Вот, как! Оказывается, он тоже может стать здесь писателем. Конечно, Барков понимал, что ему до этого ещё очень далеко. Особенно после того, как Юрий Давыдович подарил ему журнал «Молодая гвардия» со своим очерком. Вначале он показался ему довольно скучным. О героических буднях своих героев, воинов-афганцев, автор рассказывал спокойно, как о самой обычной работе. Семёнов был скуп на живописные и эмоциональные описания. У него всё получалось деловито, без патетики, с заметным интересом к подробностям военного быта, окрашенного афганским колоритом. Раз за разом текст очерка пробивал жёсткий язык войны. Сидя в Москве, такое не напишешь: «Если ты на поле боя и отовсюду стреляют, ты ляг и послушай, откуда стреляют, кто. Если будешь дергаться, побежишь – убьют сразу», «Ошибёшься – умрёшь, но тебе уже будет всё равно». У него в очерке командир своим молодым солдатам так говорил: «Если сразу не убило – значит выживешь»…
В тексте встречалось немало географических названий. Похоже, что автор вёл дневник и успел за время командировок побывать в разных местах. Постепенно сухая хронологическая запись превращалась у писателя в серьёзную художественную вещь. Повествование в очерке начиналось с мирной жизни его героев, которую позднее сменяла война в Афганистане, ставшая проверкой многих ценностей и их качеств. Семёнов показывал в очерке процесс становления солдата в условиях боевой обстановки. Этому автору хотелось верить, он предлагал думать шире изложенного им на страницах известного «толстого» журнала, печатного органа ЦК ВЛКСМ.

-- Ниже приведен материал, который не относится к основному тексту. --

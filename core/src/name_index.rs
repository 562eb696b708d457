use crate::graph::Vertex;
use rustc_hash::FxHashMap;

/// Two-way mapping between display names and dense vertex ids. Ids are
/// handed out in insertion order.
#[derive(Debug, Clone, Default)]
pub struct NameIndex {
    lookup: FxHashMap<String, Vertex>,
    names: Vec<String>,
}

impl NameIndex {
    pub fn new() -> Self {
        Self::default()
    }

    /// Returns the id of `name`, registering it first if needed. The flag is
    /// true when the name was new.
    pub fn insert(&mut self, name: &str) -> (Vertex, bool) {
        if let Some(&vertex) = self.lookup.get(name) {
            return (vertex, false);
        }

        let vertex = self.names.len();
        self.lookup.insert(name.to_string(), vertex);
        self.names.push(name.to_string());
        (vertex, true)
    }

    pub fn get(&self, name: &str) -> Option<Vertex> {
        self.lookup.get(name).copied()
    }

    pub fn name(&self, vertex: Vertex) -> Option<&str> {
        self.names.get(vertex).map(String::as_str)
    }

    pub fn names(&self) -> &[String] {
        &self.names
    }

    pub fn len(&self) -> usize {
        self.names.len()
    }

    pub fn is_empty(&self) -> bool {
        self.names.is_empty()
    }

    /// Makes room for `additional` more names so a bulk load does not
    /// rehash repeatedly.
    pub fn reserve(&mut self, additional: usize) {
        self.lookup.reserve(additional);
        self.names.reserve(additional);
    }
}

Тогда в мае 1988 года начался вывод советских войск из Афганистана, говорили об этом много. В общем, Николая Баркова тоже мучил главный вопрос, зачем всё это было нужно… Он не удержался и спросил об этом Юрия Семёнова.
«То, что сейчас произошло в ДРА – политическое решение нашего руководства. Там сложилась патовая ситуация. Этот бой нам уже не выиграть, но и выводить оттуда все свои войска тоже не следовало. Это не вытекало из сложившейся военной обстановки. На языке боксёров мы теперь получили сильнейший нокаутирующий удар. Последствия его скоро оценим, – уверенно заявил он. – Афганистан – это же «солнечное сплетение» Евразии с выходом на наши границы, Иран, Пакистан, Индию и Китай. Очень серьёзный район, который теперь отставляем американцам. А ещё в Афганистане у нас велась борьба за природные ресурсы. Когда мы туда вошли в декабре 1979 года, то уже в мае 1980 года качали оттуда газ, его запасы там огромные. Но самое главное богатство Афганистана – уран – 235. Думаю, что нам, военным людям, такое разъяснять не нужно»…
Они тогда заехали на знаменитый «Гагаринский старт». Гости Байконура всегда посещали его в первую очередь. Заглянули в музей космонавтики, домики, где провели свою последнюю ночь перед пуском Юрий Гагарин и главный конструктор, Сергей Королёв. Рядом располагался комплекс сооружений универсальной транспортной системы «Буран», растянувшейся вдоль основной дороги на 15 километров. Посетили монтажно-испытательный корпус, где находился «многоразовый челнок» и отдельные блоки ракеты «Энергия». Это техническое сооружение было самым большим на космодроме. Первоначально его создавали ещё по лунной программе Н-1.
Вечером в клубе состоялась встреча военнослужащих части с писателем Юрием Семёновым. Несмотря на короткое время, там успели подготовить хороший творческий вечер. Вовремя подоспели на космодром экземпляры новой книги писателя. Было заметно, как он воодушевлённо давал каждому желающему автограф. Семёнов искренне радовался искреннему, душевному общению. Таких встреч у него на космодроме получилось ещё две – три, и каждый раз народа на них собиралось полные залы. Говорил он всегда убедительно и откровенно, что нравилось военным, многие разделяли его точку зрения.
Барков сразу обратил внимание, что эту поездку на космодром не показывали центральные телеканалы и не освещали в газетах. Позднее поползли слухи, что этот талантливый писатель выступил против нового курса ЦК КПСС на демократизацию, не понял духа назревших перемен, его упрекали в сталинизме. В общем, «гласность перестройки» в центральном аппарате понимали по-своему. О несогласных часто старались умалчивать. Вроде, сам творческий человек ещё где-то жил и трудился, но для читателей его уже не было. Вокруг него создавали вакуум, переставали печатать. Тогда в перестройку вдрызг разругались многие литераторы, разошлись по разным лагерям. Кто-то ударился в публицистику, а это известное дело, изрядно губило литературу, отравляло душу и талант.